INSTRUCTIONS TO FOLLOW
Among the entries below, find each line with "EngineError" and show it.

※ ※ ※

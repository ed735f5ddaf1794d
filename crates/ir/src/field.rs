//! Field definitions for entity properties
//!
//! This module contains the `Field` struct describing one column of a
//! generated entity. The field type drives the migration column, the
//! request validation rule, the JSON:API schema field, the model cast and
//! the factory faker expression.

use blueprint_core::naming;
use blueprint_core::{EngineError, EngineResult, FieldType, Validatable};
use serde::{Deserialize, Serialize};

// ============================================================================
// Field
// ============================================================================

/// Represents a field within an entity (maps to a database column)
#[derive(Debug, Clone, PartialEq, Eq, Serialize, Deserialize)]
pub struct Field {
    /// Column name (snake_case)
    pub name: String,

    /// Primitive type
    #[serde(rename = "type", default)]
    pub field_type: FieldType,

    /// Whether the column accepts NULL
    #[serde(default)]
    pub nullable: bool,

    /// Whether the column carries a unique index
    #[serde(default)]
    pub unique: bool,
}

impl Field {
    /// Create a new non-null, non-unique field
    pub fn new(name: impl Into<String>, field_type: FieldType) -> Self {
        Self {
            name: name.into(),
            field_type,
            nullable: false,
            unique: false,
        }
    }

    // ========================================================================
    // Builder methods
    // ========================================================================

    /// Mark the field as nullable
    pub fn nullable(mut self) -> Self {
        self.nullable = true;
        self
    }

    /// Mark the field as unique
    pub fn unique(mut self) -> Self {
        self.unique = true;
        self
    }

    // ========================================================================
    // Utility methods
    // ========================================================================

    /// A field named `*_id` is a foreign key column
    pub fn is_foreign_key(&self) -> bool {
        self.name.ends_with("_id") && self.name.len() > 3
    }

    /// Name without the `_id` suffix (e.g. "warehouse_id" → "warehouse")
    pub fn foreign_key_stem(&self) -> Option<&str> {
        if self.is_foreign_key() {
            self.name.strip_suffix("_id")
        } else {
            None
        }
    }

    /// Full request validation rule (e.g. `required|string|max:255`)
    pub fn validation_rule(&self) -> String {
        let presence = if self.nullable { "nullable" } else { "required" };
        format!("{}|{}", presence, self.field_type.validation_rule())
    }

    /// Human label ("unit_cost" → "Unit Cost")
    pub fn display_label(&self) -> String {
        self.name
            .split('_')
            .filter(|w| !w.is_empty())
            .map(|w| {
                let mut chars = w.chars();
                match chars.next() {
                    Some(first) => first.to_uppercase().collect::<String>() + chars.as_str(),
                    None => String::new(),
                }
            })
            .collect::<Vec<_>>()
            .join(" ")
    }
}

impl Validatable for Field {
    fn validate(&self) -> EngineResult<()> {
        // Field name must not be empty
        if self.name.is_empty() {
            return Err(EngineError::validation("Field name cannot be empty"));
        }

        // Field name must be valid identifier
        if !naming::is_identifier(&self.name) {
            return Err(EngineError::validation(format!(
                "Field name '{}' is not a valid identifier",
                self.name
            )));
        }

        // Reserved by the generated migration
        if matches!(self.name.as_str(), "id" | "created_at" | "updated_at") {
            return Err(EngineError::validation(format!(
                "Field name '{}' is reserved",
                self.name
            )));
        }

        Ok(())
    }
}

// ============================================================================
// Tests
// ============================================================================

#[cfg(test)]
mod tests {
    use super::*;
    use pretty_assertions::assert_eq;

    #[test]
    fn test_field_builder() {
        let field = Field::new("sku", FieldType::String).unique();
        assert!(field.unique);
        assert!(!field.nullable);

        let field = Field::new("notes", FieldType::Text).nullable();
        assert!(field.nullable);
    }

    #[test]
    fn test_foreign_key_detection() {
        let fk = Field::new("warehouse_id", FieldType::Integer);
        assert!(fk.is_foreign_key());
        assert_eq!(fk.foreign_key_stem(), Some("warehouse"));

        let plain = Field::new("name", FieldType::String);
        assert!(!plain.is_foreign_key());
        assert_eq!(plain.foreign_key_stem(), None);

        assert!(!Field::new("_id", FieldType::Integer).is_foreign_key());
    }

    #[test]
    fn test_validation_rule() {
        let field = Field::new("name", FieldType::String);
        assert_eq!(field.validation_rule(), "required|string|max:255");

        let field = Field::new("unit_cost", FieldType::Decimal).nullable();
        assert_eq!(field.validation_rule(), "nullable|numeric");
    }

    #[test]
    fn test_display_label() {
        assert_eq!(
            Field::new("unit_cost", FieldType::Decimal).display_label(),
            "Unit Cost"
        );
    }

    #[test]
    fn test_field_validation() {
        assert!(Field::new("code", FieldType::String).is_valid());
        assert!(!Field::new("", FieldType::String).is_valid());
        assert!(!Field::new("2fa", FieldType::String).is_valid());
        assert!(!Field::new("created_at", FieldType::DateTime).is_valid());
    }

    #[test]
    fn test_field_deserialize_defaults() {
        let field: Field = serde_json::from_str(r#"{"name": "code", "type": "string"}"#).unwrap();
        assert_eq!(field, Field::new("code", FieldType::String));

        let field: Field = serde_json::from_str(
            r#"{"name": "expires_on", "type": "date", "nullable": true, "unique": false}"#,
        )
        .unwrap();
        assert!(field.nullable);
        assert_eq!(field.field_type, FieldType::Date);
    }
}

※ ※ ※

OUTPUT OF THE TASK
use blueprint_core::{EngineError, EngineResult, FieldType, Validatable};
            return Err(EngineError::validation("Field name cannot be empty"));
            return Err(EngineError::validation(format!(
            return Err(EngineError::validation(format!(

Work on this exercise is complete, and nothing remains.